*** PROVIDED DATA Section Begins ***

//! HeritagePAL Store
//!
//! Typed access to the hosted curriculum database.
//!
//! This crate provides the record types shared by every table the service
//! reads or writes, the [`Store`] trait the rest of the workspace depends on,
//! a Supabase REST implementation ([`SupabaseStore`]) and an in-memory
//! implementation ([`MemoryStore`]) used for tests and offline development.

use std::fmt;

use async_trait::async_trait;
use chrono::{DateTime, Utc};
use serde::{Deserialize, Deserializer, Serialize};
use thiserror::Error;

pub mod memory;
pub mod supabase;

pub use memory::MemoryStore;
pub use supabase::{SupabaseConfig, SupabaseStore};

/// A specialized `Result` type for store operations.
pub type StoreResult<T> = std::result::Result<T, StoreError>;

/// Errors that can occur while talking to the store.
#[derive(Debug, Error)]
pub enum StoreError {
    /// The HTTP request could not be sent or its body could not be read.
    #[error("store request failed: {0}")]
    Http(#[from] reqwest::Error),

    /// The store answered with a non-success status.
    #[error("store API error ({status}): {message}")]
    Api {
        /// HTTP status code returned by the store.
        status: u16,
        /// Message extracted from the response body.
        message: String,
    },

    /// The response body did not match the expected shape.
    #[error("unexpected store response: {0}")]
    Decode(String),

    /// An insert succeeded but returned no representation.
    #[error("insert into '{table}' returned no row")]
    EmptyInsert {
        /// Table the insert targeted.
        table: Table,
    },

    /// A write was rejected by fault injection (in-memory store only).
    #[error("write to '{0}' rejected")]
    Rejected(Table),
}

impl StoreError {
    /// Creates a new `Api` error.
    #[must_use]
    pub fn api(status: u16, message: impl Into<String>) -> Self {
        Self::Api {
            status,
            message: message.into(),
        }
    }
}

/// Tables of the hosted database touched by the service.
#[derive(Debug, Clone, Copy, PartialEq, Eq, Hash)]
pub enum Table {
    /// Curriculum topics.
    Topics,
    /// Grade levels 1-6.
    Grades,
    /// Grade/topic assignments.
    GradeTopics,
    /// Summaries and uploaded educational material.
    EducationalContent,
    /// Multiple-choice quizzes.
    Quizzes,
    /// Scored quiz submissions.
    QuizResults,
    /// Generated practice exams.
    PracticeExams,
    /// Flashcard decks.
    FlashcardSets,
    /// Flashcard study sessions.
    FlashcardSessions,
    /// Sessions linking a generated learning set to a user.
    UserLearningSessions,
    /// Individual chat messages.
    ChatMessages,
    /// Chat sessions owned by signed-in users.
    UserChatSessions,
    /// Student profiles.
    Users,
    /// Administrator profiles.
    Admins,
    /// Grades a student has chosen.
    UserGrades,
    /// Topic page views.
    UserTopicHistory,
}

impl Table {
    /// Returns the table name as used in the database.
    #[must_use]
    pub const fn as_str(&self) -> &'static str {
        match self {
            Self::Topics => "topics",
            Self::Grades => "grades",
            Self::GradeTopics => "grade_topics",
            Self::EducationalContent => "educational_content",
            Self::Quizzes => "quizzes",
            Self::QuizResults => "quiz_results",
            Self::PracticeExams => "practice_exams",
            Self::FlashcardSets => "flashcard_sets",
            Self::FlashcardSessions => "flashcard_sessions",
            Self::UserLearningSessions => "user_learning_sessions",
            Self::ChatMessages => "chat_messages",
            Self::UserChatSessions => "user_chat_sessions",
            Self::Users => "users",
            Self::Admins => "admins",
            Self::UserGrades => "user_grades",
            Self::UserTopicHistory => "user_topic_history",
        }
    }
}

impl fmt::Display for Table {
    fn fmt(&self, f: &mut fmt::Formatter<'_>) -> fmt::Result {
        f.write_str(self.as_str())
    }
}

// ============================================================================
// Topics and grades
// ============================================================================

/// A curriculum topic. Its `content` is the source text for generation.
#[derive(Debug, Clone, PartialEq, Eq, Serialize, Deserialize)]
pub struct Topic {
    /// Unique identifier.
    pub id: String,
    /// Topic title.
    pub title: String,
    /// Short description.
    #[serde(default)]
    pub description: Option<String>,
    /// Main topic text.
    #[serde(default)]
    pub content: Option<String>,
    /// Creation timestamp.
    #[serde(default, skip_serializing_if = "Option::is_none")]
    pub created_at: Option<DateTime<Utc>>,
}

impl Topic {
    /// Returns the topic text, or an empty string when none is stored.
    #[must_use]
    pub fn content_text(&self) -> &str {
        self.content.as_deref().unwrap_or_default()
    }
}

/// Fields for a new topic.
#[derive(Debug, Clone, Serialize, Deserialize)]
pub struct NewTopic {
    /// Topic title.
    pub title: String,
    /// Short description.
    pub description: Option<String>,
    /// Main topic text.
    pub content: String,
}

/// Partial update of a topic; `None` fields are left untouched.
#[derive(Debug, Clone, Default, Serialize, Deserialize)]
pub struct TopicUpdate {
    /// New title.
    #[serde(skip_serializing_if = "Option::is_none")]
    pub title: Option<String>,
    /// New description.
    #[serde(skip_serializing_if = "Option::is_none")]
    pub description: Option<String>,
    /// New topic text.
    #[serde(skip_serializing_if = "Option::is_none")]
    pub content: Option<String>,
}

/// A grade level.
#[derive(Debug, Clone, PartialEq, Eq, Serialize, Deserialize)]
pub struct Grade {
    /// Unique identifier.
    pub id: String,
    /// Numeric level, 1 through 6.
    pub level: u8,
    /// Display name, e.g. "Grade 1".
    #[serde(default)]
    pub name: String,
    /// Optional description.
    #[serde(default)]
    pub description: Option<String>,
}

/// Fields for a new grade.
#[derive(Debug, Clone, Serialize, Deserialize)]
pub struct NewGrade {
    /// Numeric level, 1 through 6.
    pub level: u8,
    /// Display name.
    pub name: String,
    /// Optional description.
    pub description: Option<String>,
}

/// Assignment of a topic to a grade.
#[derive(Debug, Clone, PartialEq, Eq, Serialize, Deserialize)]
pub struct GradeTopic {
    /// Grade identifier.
    pub grade_id: String,
    /// Topic identifier.
    pub topic_id: String,
}
//! Prompt builder.
//!
//! Every function here is a pure renderer: it takes the already-fetched
//! inputs and returns the instruction string sent to the generation service.
//! Missing inputs render as placeholder text rather than failing.

use std::fmt;

use serde::{Deserialize, Serialize};

/// Default number of questions requested for a quiz.
pub const DEFAULT_QUIZ_QUESTIONS: usize = 10;

/// Default number of cards requested for a learning-set flashcard deck.
pub const DEFAULT_FLASHCARDS: usize = 8;

/// Default number of cards requested for a standalone deck.
pub const DEFAULT_DECK_SIZE: usize = 10;

/// Default number of questions requested for a practice exam.
pub const DEFAULT_EXAM_QUESTIONS: usize = 15;

/// Maximum number of characters of source text embedded in a generation prompt.
pub const MAX_SOURCE_CHARS: usize = 1000;

const NO_CONTENT: &str = "No content available";
const NO_CONVERSATION: &str = "This is the start of the conversation.";
const NO_CONTEXT: &str = "No specific content provided.";
const UNKNOWN: &str = "unknown";

/// Quiz difficulty.
#[derive(Debug, Clone, Copy, Default, PartialEq, Eq, Hash)]
pub enum Difficulty {
    /// Recall questions.
    Easy,
    /// The default level.
    #[default]
    Medium,
    /// Questions requiring reasoning.
    Challenging,
}

impl Difficulty {
    /// Parses a string into a `Difficulty`, case-insensitively.
    #[must_use]
    pub fn from_str_case_insensitive(s: &str) -> Option<Self> {
        match s.trim().to_lowercase().as_str() {
            "easy" => Some(Self::Easy),
            "medium" => Some(Self::Medium),
            "challenging" | "hard" => Some(Self::Challenging),
            _ => None,
        }
    }

    /// Returns the lowercase label stored alongside quizzes.
    #[must_use]
    pub const fn as_str(self) -> &'static str {
        match self {
            Self::Easy => "easy",
            Self::Medium => "medium",
            Self::Challenging => "challenging",
        }
    }
}

impl fmt::Display for Difficulty {
    fn fmt(&self, f: &mut fmt::Formatter<'_>) -> fmt::Result {
        f.write_str(self.as_str())
    }
}

impl<'de> Deserialize<'de> for Difficulty {
    fn deserialize<D>(deserializer: D) -> std::result::Result<Self, D::Error>
    where
        D: serde::Deserializer<'de>,
    {
        let s = String::deserialize(deserializer)?;
        Self::from_str_case_insensitive(&s).ok_or_else(|| {
            serde::de::Error::custom(format!(
                "invalid difficulty '{s}': expected one of 'easy', 'medium', 'challenging'"
            ))
        })
    }
}

impl Serialize for Difficulty {
    fn serialize<S>(&self, serializer: S) -> std::result::Result<S::Ok, S::Error>
    where
        S: serde::Serializer,
    {
        serializer.serialize_str(self.as_str())
    }
}

/// Returns at most `max` characters of `text`, cut on a char boundary.
#[must_use]
pub fn truncate_chars(text: &str, max: usize) -> &str {
    text.char_indices().nth(max).map_or(text, |(idx, _)| &text[..idx])
}

fn source_or_placeholder(content: &str) -> &str {
    let content = content.trim();
    if content.is_empty() {
        NO_CONTENT
    } else {
        truncate_chars(content, MAX_SOURCE_CHARS)
    }
}

fn or_placeholder<'a>(text: &'a str, placeholder: &'a str) -> &'a str {
    if text.trim().is_empty() {
        placeholder
    } else {
        text
    }
}

// ============================================================================
// Learning set prompts
// ============================================================================

/// Renders the summary prompt for a topic.
#[must_use]
pub fn summary_prompt(topic: &str, grade: u8, content: &str) -> String {
    render_summary(topic, grade, source_or_placeholder(content))
}

/// Renders the summary prompt over already-formatted content rows.
///
/// Unlike [`summary_prompt`] the context is not truncated; callers bound
/// each row themselves.
#[must_use]
pub fn context_summary_prompt(topic: &str, grade: u8, context: &str) -> String {
    render_summary(topic, grade, or_placeholder(context, NO_CONTENT))
}

fn render_summary(topic: &str, grade: u8, content: &str) -> String {
    let topic = or_placeholder(topic, UNKNOWN);
    format!(
        "Create an educational summary about \"{topic}\" for Guyanese grade {grade} Social Studies students.\n\
         \n\
         Based on the following educational content:\n\
         {content}\n\
         \n\
         Create a well-structured summary with these sections:\n\
         1. Introduction: Brief explanation of what this topic is about\n\
         2. Key Points: The most important facts and concepts (4-6 bullet points)\n\
         3. Important Vocabulary: Key terms and definitions (3-5 terms)\n\
         4. Summary: A concise paragraph summarizing the topic\n\
         \n\
         Make the language appropriate for grade {grade} students. Keep your response focused on \
         the factual content related to Guyanese Social Studies.\n"
    )
}

/// Renders the quiz prompt for a topic.
#[must_use]
pub fn quiz_prompt(
    topic: &str,
    grade: u8,
    difficulty: Difficulty,
    content: &str,
    question_count: usize,
) -> String {
    let topic = or_placeholder(topic, UNKNOWN);
    let content = source_or_placeholder(content);
    format!(
        "Generate {question_count} multiple-choice questions about \"{topic}\" for Guyanese grade {grade} Social Studies students.\n\
         \n\
         Based on the following educational content:\n\
         {content}\n\
         \n\
         The questions should be at {difficulty} difficulty level.\n\
         \n\
         Format the response as a JSON array where each question has:\n\
         - question_text: the question\n\
         - options: array of 4 possible answers\n\
         - correct_answer: the index of the correct option (0-3)\n\
         - explanation: brief explanation of why the answer is correct\n\
         - topic: \"{topic}\"\n\
         - difficulty: \"{difficulty}\"\n\
         \n\
         Make questions appropriate for grade {grade} students. Focus on factual knowledge related \
         to Guyanese Social Studies.\n"
    )
}

/// Renders the flashcard prompt for a topic.
#[must_use]
pub fn flashcards_prompt(topic: &str, grade: u8, content: &str, count: usize) -> String {
    let topic = or_placeholder(topic, UNKNOWN);
    let content = source_or_placeholder(content);
    format!(
        "Generate {count} flashcards about \"{topic}\" for Guyanese grade {grade} Social Studies students.\n\
         \n\
         Based on the following educational content:\n\
         {content}\n\
         \n\
         Format the response as a JSON array where each flashcard has:\n\
         - term: the term or concept (front of card)\n\
         - definition: the definition or explanation (back of card)\n\
         - example: a brief example to illustrate the concept (optional)\n\
         - topic: \"{topic}\"\n\
         - grade: {grade}\n\
         \n\
         Focus on key terms, concepts, and facts that are important for grade {grade} students to \
         understand about \"{topic}\".\n"
    )
}

// ============================================================================
// Other prompts
// ============================================================================

/// Renders the tutor prompt for a chat message.
///
/// `conversation` is the formatted recent history and `context` the
/// formatted educational content; either may be empty.
#[must_use]
pub fn chat_prompt(message: &str, conversation: &str, context: &str, grade: Option<u8>) -> String {
    let conversation = or_placeholder(conversation, NO_CONVERSATION);
    let context = or_placeholder(context, NO_CONTEXT);
    let grade = grade.map_or_else(|| UNKNOWN.to_string(), |g| g.to_string());
    format!(
        "You are HeritagePal, an educational AI tutor designed specifically for Guyanese primary \
         school students (grades 1-6) studying Social Studies. You should respond in a friendly, \
         encouraging, and age-appropriate manner.\n\
         \n\
         Your knowledge is based on the Guyanese Social Studies curriculum. You should only provide \
         information that is factually accurate and relevant to the Guyanese context. If you're not \
         sure about something, admit that you don't know rather than making up information.\n\
         \n\
         When explaining concepts, use simple language appropriate for the student's grade level. \
         For younger students (grades 1-3), use very simple explanations with short sentences. For \
         older students (grades 4-6), you can use more complex vocabulary and longer explanations.\n\
         \n\
         Recent conversation history:\n\
         {conversation}\n\
         \n\
         Relevant educational content:\n\
         {context}\n\
         \n\
         Student's grade level: {grade}\n\
         \n\
         Student's question: {message}\n\
         \n\
         Your response:\n"
    )
}

/// Renders the practice exam prompt for a grade.
#[must_use]
pub fn practice_exam_prompt(grade: u8, context: &str, question_count: usize) -> String {
    let context = or_placeholder(context, NO_CONTENT);
    format!(
        "Generate a comprehensive practice exam for Guyanese Social Studies for grade {grade} students.\n\
         \n\
         Based on the following educational content:\n\
         {context}\n\
         \n\
         Create a well-rounded practice exam with {question_count} multiple-choice questions \
         covering the topics provided.\n\
         Include a mix of difficulty levels appropriate for grade {grade}.\n\
         \n\
         Format the response as a JSON array where each question has:\n\
         - question_text: the question\n\
         - options: array of 4 possible answers\n\
         - correct_answer: the index of the correct option (0-3)\n\
         - topic: the topic this question relates to\n\
         - difficulty: \"easy\", \"medium\", or \"challenging\"\n"
    )
}

/// Renders the standalone flashcard deck prompt.
#[must_use]
pub fn flashcard_deck_prompt(context: &str, grade: Option<u8>, count: usize) -> String {
    let context = or_placeholder(context, NO_CONTENT);
    let grade = grade.map_or_else(|| "any grade".to_string(), |g| format!("grade {g}"));
    format!(
        "Generate educational flashcards for Guyanese primary school students studying Social Studies.\n\
         \n\
         Based on the following content:\n\
         {context}\n\
         \n\
         Create {count} flashcards that are appropriate for {grade} students.\n\
         Each flashcard should have a question on the front and the answer on the back.\n\
         Make the flashcards educational, accurate, and relevant to Guyanese Social Studies.\n\
         \n\
         Format the response as a JSON array where each flashcard has:\n\
         - front: the question or term\n\
         - back: the answer or definition\n\
         - topic: the specific topic this relates to\n"
    )
}

/// Renders the prompt for a quiz built from one stored piece of content.
#[must_use]
pub fn content_quiz_prompt(
    title: &str,
    grade: Option<u8>,
    processed_content: &str,
    difficulty: Difficulty,
    question_count: usize,
) -> String {
    let title = or_placeholder(title, UNKNOWN);
    let content = or_placeholder(processed_content, NO_CONTENT);
    let grade = grade.map_or_else(|| UNKNOWN.to_string(), |g| g.to_string());
    format!(
        "Using the following educational content for Guyanese Social Studies:\n\
         \n\
         Title: {title}\n\
         Grade: {grade}\n\
         \n\
         Processed Content:\n\
         {content}\n\
         \n\
         Generate a quiz with {question_count} multiple-choice questions about this content.\n\
         The difficulty level should be {difficulty} for grade {grade} students.\n\
         \n\
         Format the response as a JSON array where each question has:\n\
         - question_text: the question\n\
         - options: array of 4 possible answers\n\
         - correct_answer: the index of the correct option (0-3)\n\
         - explanation: brief explanation of the answer\n"
    )
}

*** PROVIDED DATA Section Ends ***

**PROBLEM TO WORK ON:**
With the first line of the records as the start and the line holding "and an in-memory" as the end, please copy exactly those lines and no others.

**EXERCISE OUTPUT:**
//! HeritagePAL Store
//!
//! Typed access to the hosted curriculum database.
//!
//! This crate provides the record types shared by every table the service
//! reads or writes, the [`Store`] trait the rest of the workspace depends on,
//! a Supabase REST implementation ([`SupabaseStore`]) and an in-memory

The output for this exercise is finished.